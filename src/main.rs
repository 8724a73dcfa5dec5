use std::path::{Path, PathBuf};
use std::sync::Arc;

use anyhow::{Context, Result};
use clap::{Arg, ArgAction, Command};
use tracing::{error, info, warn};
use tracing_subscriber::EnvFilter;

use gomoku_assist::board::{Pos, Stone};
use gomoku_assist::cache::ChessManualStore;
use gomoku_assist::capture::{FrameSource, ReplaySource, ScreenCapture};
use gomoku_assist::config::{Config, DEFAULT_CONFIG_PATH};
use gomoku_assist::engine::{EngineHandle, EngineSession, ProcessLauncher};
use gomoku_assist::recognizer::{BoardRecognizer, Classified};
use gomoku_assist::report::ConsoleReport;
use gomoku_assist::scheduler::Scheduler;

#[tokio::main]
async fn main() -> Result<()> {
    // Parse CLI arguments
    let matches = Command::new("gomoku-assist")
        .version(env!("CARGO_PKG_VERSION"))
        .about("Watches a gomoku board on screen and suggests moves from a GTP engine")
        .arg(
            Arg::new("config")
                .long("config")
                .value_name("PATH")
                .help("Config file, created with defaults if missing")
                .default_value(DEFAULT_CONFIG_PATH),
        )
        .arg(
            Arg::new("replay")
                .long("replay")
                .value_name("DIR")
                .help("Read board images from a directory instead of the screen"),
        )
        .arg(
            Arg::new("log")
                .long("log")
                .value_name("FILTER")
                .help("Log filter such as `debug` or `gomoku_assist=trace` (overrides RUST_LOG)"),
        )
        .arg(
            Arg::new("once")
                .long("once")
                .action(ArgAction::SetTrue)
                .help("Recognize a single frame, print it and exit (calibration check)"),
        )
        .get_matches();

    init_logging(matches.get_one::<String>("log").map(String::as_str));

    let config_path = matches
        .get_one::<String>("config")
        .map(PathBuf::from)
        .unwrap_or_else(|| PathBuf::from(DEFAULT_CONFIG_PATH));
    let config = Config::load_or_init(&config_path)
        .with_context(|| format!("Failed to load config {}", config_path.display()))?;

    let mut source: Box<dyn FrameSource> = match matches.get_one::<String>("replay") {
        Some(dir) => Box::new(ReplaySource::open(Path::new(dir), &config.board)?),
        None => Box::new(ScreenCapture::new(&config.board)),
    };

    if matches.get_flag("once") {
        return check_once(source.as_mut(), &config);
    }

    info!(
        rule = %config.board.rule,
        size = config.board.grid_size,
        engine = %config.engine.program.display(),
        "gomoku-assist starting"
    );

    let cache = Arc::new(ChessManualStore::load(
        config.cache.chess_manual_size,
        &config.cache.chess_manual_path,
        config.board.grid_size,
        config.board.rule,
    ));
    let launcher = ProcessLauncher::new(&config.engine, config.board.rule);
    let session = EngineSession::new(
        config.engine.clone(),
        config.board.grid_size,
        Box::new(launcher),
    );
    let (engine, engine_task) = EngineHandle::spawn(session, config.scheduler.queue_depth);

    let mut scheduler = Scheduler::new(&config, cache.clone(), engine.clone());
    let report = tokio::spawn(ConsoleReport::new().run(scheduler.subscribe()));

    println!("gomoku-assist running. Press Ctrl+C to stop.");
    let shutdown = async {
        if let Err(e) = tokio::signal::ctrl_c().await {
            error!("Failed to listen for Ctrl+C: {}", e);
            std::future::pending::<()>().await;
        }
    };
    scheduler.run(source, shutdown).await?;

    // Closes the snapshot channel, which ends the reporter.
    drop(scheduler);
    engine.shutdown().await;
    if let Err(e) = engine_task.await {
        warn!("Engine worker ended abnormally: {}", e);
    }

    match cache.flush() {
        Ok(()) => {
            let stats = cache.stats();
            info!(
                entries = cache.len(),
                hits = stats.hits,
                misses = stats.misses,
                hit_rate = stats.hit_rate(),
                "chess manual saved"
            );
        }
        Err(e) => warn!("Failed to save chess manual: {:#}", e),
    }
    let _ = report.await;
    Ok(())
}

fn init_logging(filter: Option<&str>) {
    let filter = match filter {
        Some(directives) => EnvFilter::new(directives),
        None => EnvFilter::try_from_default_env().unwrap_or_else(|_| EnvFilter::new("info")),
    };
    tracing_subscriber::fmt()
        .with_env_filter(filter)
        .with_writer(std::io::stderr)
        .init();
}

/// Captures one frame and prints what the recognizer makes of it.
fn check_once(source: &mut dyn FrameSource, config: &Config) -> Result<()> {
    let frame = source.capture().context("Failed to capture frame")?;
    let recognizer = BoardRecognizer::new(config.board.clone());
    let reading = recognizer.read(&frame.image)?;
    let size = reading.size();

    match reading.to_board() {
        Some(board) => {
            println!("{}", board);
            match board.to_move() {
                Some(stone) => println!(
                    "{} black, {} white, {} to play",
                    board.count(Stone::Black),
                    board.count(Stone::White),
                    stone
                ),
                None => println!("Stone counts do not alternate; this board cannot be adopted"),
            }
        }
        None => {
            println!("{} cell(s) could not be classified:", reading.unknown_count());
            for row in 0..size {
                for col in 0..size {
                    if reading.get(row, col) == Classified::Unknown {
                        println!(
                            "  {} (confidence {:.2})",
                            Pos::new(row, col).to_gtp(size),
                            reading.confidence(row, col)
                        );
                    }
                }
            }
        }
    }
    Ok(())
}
---
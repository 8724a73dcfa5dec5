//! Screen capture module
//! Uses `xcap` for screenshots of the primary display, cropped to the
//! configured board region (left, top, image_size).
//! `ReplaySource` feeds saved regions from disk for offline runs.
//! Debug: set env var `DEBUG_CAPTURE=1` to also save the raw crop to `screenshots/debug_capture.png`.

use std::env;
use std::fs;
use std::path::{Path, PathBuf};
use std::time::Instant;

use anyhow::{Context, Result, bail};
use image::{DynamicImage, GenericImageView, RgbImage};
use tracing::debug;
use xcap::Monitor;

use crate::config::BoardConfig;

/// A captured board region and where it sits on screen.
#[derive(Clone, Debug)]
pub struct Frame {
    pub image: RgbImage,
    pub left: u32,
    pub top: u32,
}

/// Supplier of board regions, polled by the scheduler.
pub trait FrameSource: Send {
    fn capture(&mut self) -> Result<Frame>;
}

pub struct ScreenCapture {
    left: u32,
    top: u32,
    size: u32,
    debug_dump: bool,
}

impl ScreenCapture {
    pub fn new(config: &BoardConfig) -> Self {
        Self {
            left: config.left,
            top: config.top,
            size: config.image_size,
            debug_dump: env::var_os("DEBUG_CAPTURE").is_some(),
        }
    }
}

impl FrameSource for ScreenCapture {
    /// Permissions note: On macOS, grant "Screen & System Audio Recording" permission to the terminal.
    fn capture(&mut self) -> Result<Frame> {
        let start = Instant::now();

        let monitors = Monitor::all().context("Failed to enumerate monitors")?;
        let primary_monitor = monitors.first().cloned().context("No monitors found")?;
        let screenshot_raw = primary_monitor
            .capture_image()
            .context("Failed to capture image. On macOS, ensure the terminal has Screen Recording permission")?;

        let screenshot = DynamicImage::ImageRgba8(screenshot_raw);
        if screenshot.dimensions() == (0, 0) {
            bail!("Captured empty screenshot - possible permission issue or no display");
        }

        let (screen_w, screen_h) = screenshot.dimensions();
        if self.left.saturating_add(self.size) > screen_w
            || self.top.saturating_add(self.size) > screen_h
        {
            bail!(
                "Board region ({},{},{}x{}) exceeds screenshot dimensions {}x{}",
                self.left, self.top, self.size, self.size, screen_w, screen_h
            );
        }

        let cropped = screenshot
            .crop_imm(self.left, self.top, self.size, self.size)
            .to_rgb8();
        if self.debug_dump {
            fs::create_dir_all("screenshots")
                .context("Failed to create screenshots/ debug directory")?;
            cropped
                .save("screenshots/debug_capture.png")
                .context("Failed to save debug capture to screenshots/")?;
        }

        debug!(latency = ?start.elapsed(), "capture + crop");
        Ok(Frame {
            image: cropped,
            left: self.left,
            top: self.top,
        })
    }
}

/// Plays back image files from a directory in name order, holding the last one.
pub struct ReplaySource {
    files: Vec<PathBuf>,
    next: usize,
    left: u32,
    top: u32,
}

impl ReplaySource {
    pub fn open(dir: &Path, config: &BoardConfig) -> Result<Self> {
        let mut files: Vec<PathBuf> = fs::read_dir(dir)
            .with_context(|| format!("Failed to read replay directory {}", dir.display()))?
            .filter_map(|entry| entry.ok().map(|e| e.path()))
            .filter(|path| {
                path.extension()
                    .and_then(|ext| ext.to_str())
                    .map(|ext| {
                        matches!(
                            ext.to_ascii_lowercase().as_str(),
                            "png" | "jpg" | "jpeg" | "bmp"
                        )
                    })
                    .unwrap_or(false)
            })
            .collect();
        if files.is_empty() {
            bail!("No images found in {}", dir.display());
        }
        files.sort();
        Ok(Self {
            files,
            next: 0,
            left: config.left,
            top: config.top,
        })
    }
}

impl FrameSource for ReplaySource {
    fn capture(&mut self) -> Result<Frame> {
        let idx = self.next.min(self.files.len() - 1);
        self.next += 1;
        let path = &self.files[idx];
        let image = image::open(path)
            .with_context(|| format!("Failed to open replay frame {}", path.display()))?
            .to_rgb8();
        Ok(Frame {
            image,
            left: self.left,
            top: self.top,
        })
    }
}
--
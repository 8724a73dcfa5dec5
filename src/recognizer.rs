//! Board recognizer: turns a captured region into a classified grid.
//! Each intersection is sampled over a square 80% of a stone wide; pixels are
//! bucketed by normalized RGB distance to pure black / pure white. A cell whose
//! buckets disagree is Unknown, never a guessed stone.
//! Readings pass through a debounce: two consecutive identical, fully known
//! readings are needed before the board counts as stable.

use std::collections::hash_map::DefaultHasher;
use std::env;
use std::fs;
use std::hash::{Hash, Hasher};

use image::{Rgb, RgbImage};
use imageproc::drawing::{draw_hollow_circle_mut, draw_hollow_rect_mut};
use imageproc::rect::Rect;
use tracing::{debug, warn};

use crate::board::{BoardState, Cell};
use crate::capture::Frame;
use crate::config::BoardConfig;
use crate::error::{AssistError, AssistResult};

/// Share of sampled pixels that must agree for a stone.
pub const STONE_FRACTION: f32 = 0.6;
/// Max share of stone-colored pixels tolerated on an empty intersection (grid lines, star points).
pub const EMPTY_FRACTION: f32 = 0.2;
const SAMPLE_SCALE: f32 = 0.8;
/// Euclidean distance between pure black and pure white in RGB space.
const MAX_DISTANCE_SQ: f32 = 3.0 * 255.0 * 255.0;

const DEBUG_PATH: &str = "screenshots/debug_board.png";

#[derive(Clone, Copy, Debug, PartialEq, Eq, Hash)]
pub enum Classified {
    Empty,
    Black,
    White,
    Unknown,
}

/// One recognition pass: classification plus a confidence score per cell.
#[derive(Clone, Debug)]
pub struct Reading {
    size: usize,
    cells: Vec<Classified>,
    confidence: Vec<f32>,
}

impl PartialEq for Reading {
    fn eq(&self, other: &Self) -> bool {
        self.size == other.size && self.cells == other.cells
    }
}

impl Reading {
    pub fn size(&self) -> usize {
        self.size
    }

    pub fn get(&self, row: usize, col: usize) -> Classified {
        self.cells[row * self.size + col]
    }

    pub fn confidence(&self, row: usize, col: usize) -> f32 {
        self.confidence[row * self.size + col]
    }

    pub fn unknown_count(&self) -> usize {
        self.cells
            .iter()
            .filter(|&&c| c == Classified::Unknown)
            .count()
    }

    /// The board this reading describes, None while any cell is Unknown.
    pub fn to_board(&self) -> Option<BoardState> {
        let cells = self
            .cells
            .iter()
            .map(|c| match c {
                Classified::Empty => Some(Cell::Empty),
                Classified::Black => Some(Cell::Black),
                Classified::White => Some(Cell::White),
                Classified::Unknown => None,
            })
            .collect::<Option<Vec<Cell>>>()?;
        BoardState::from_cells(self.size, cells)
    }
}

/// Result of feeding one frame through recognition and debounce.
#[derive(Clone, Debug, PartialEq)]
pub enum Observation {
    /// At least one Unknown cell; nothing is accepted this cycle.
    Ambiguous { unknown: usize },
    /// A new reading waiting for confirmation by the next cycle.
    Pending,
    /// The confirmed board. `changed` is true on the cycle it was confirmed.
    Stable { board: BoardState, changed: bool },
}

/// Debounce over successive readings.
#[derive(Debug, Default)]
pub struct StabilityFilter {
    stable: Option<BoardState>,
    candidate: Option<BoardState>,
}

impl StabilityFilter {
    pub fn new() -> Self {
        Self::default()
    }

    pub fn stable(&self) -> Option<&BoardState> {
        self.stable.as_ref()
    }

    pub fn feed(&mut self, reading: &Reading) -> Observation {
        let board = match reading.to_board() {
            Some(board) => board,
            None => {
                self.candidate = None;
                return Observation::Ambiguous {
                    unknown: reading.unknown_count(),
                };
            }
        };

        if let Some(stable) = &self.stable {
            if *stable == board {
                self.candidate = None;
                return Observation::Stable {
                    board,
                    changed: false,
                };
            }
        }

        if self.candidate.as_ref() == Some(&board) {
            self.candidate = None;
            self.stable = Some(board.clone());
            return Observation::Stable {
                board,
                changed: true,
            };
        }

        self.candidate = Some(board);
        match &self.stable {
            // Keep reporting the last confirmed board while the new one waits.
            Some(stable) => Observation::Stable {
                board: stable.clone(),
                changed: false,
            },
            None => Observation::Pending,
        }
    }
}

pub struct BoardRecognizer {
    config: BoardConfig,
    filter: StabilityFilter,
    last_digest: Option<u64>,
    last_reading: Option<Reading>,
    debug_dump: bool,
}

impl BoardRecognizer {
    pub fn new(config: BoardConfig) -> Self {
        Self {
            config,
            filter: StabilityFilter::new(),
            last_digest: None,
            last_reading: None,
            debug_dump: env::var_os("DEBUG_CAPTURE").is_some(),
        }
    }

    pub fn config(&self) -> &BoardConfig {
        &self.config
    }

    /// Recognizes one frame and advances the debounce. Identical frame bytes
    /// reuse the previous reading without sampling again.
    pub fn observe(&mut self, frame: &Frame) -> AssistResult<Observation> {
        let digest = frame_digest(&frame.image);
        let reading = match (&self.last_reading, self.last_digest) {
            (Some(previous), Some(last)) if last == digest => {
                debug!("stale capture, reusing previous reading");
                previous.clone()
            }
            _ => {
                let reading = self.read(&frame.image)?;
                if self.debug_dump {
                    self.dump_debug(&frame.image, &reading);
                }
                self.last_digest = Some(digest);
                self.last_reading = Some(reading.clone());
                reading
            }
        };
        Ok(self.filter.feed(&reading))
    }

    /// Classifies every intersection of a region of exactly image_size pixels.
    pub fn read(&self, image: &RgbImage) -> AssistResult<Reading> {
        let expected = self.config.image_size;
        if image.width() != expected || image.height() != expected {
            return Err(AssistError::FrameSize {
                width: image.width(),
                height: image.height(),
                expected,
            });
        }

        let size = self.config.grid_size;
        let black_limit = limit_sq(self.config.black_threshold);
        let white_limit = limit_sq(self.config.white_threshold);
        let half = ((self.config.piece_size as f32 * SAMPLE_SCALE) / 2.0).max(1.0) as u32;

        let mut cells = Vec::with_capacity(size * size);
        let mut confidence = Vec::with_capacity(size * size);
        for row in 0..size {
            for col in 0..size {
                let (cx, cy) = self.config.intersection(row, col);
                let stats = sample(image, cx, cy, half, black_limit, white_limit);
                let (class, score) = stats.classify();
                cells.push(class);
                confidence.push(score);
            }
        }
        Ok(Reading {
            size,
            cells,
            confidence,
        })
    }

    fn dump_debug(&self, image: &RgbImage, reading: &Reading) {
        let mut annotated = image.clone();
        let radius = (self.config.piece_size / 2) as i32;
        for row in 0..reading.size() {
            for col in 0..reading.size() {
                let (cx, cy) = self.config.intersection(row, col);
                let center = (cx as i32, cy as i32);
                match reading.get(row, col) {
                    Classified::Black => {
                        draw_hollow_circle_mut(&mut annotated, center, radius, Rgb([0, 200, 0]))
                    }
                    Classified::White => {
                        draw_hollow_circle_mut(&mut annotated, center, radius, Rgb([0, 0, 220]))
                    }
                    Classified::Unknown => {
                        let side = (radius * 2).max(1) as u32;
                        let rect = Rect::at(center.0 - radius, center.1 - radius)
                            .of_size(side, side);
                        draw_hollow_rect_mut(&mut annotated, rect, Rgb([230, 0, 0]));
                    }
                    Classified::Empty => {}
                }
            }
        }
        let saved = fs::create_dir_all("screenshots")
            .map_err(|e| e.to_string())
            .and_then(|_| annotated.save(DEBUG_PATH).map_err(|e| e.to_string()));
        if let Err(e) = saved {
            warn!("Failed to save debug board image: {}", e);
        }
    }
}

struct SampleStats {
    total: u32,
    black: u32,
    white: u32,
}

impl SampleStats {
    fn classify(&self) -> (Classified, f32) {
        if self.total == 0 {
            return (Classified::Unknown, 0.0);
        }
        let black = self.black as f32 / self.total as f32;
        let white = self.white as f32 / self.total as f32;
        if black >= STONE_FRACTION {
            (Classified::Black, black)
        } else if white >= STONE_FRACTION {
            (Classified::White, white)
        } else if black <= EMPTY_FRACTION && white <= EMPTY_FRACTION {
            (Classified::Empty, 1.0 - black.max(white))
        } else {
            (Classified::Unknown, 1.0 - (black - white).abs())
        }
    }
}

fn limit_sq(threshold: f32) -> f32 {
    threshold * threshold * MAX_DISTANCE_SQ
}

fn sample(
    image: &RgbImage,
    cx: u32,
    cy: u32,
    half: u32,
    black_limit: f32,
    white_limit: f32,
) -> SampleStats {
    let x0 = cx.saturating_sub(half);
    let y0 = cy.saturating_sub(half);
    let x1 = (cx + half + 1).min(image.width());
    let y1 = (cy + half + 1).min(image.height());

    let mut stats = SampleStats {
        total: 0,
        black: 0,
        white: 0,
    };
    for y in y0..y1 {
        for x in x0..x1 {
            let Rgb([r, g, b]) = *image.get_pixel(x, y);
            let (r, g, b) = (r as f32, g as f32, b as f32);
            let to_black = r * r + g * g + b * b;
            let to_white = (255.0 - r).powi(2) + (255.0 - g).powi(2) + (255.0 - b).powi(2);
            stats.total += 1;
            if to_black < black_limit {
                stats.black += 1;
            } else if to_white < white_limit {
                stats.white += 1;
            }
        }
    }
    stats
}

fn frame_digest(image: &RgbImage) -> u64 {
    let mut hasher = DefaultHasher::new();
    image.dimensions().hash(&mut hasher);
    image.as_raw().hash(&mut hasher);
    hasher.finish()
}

YOUR ASSIGNMENT – Print exactly the lines above, between the one holding "let black = self.black" and the one holding "for x in x0..x1", inclusive, and nothing besides.

SOLUTION BELOW –
        let black = self.black as f32 / self.total as f32;
        let white = self.white as f32 / self.total as f32;
        if black >= STONE_FRACTION {
            (Classified::Black, black)
        } else if white >= STONE_FRACTION {
            (Classified::White, white)
        } else if black <= EMPTY_FRACTION && white <= EMPTY_FRACTION {
            (Classified::Empty, 1.0 - black.max(white))
        } else {
            (Classified::Unknown, 1.0 - (black - white).abs())
        }
    }
}

fn limit_sq(threshold: f32) -> f32 {
    threshold * threshold * MAX_DISTANCE_SQ
}

fn sample(
    image: &RgbImage,
    cx: u32,
    cy: u32,
    half: u32,
    black_limit: f32,
    white_limit: f32,
) -> SampleStats {
    let x0 = cx.saturating_sub(half);
    let y0 = cy.saturating_sub(half);
    let x1 = (cx + half + 1).min(image.width());
    let y1 = (cy + half + 1).min(image.height());

    let mut stats = SampleStats {
        total: 0,
        black: 0,
        white: 0,
    };
    for y in y0..y1 {
        for x in x0..x1 {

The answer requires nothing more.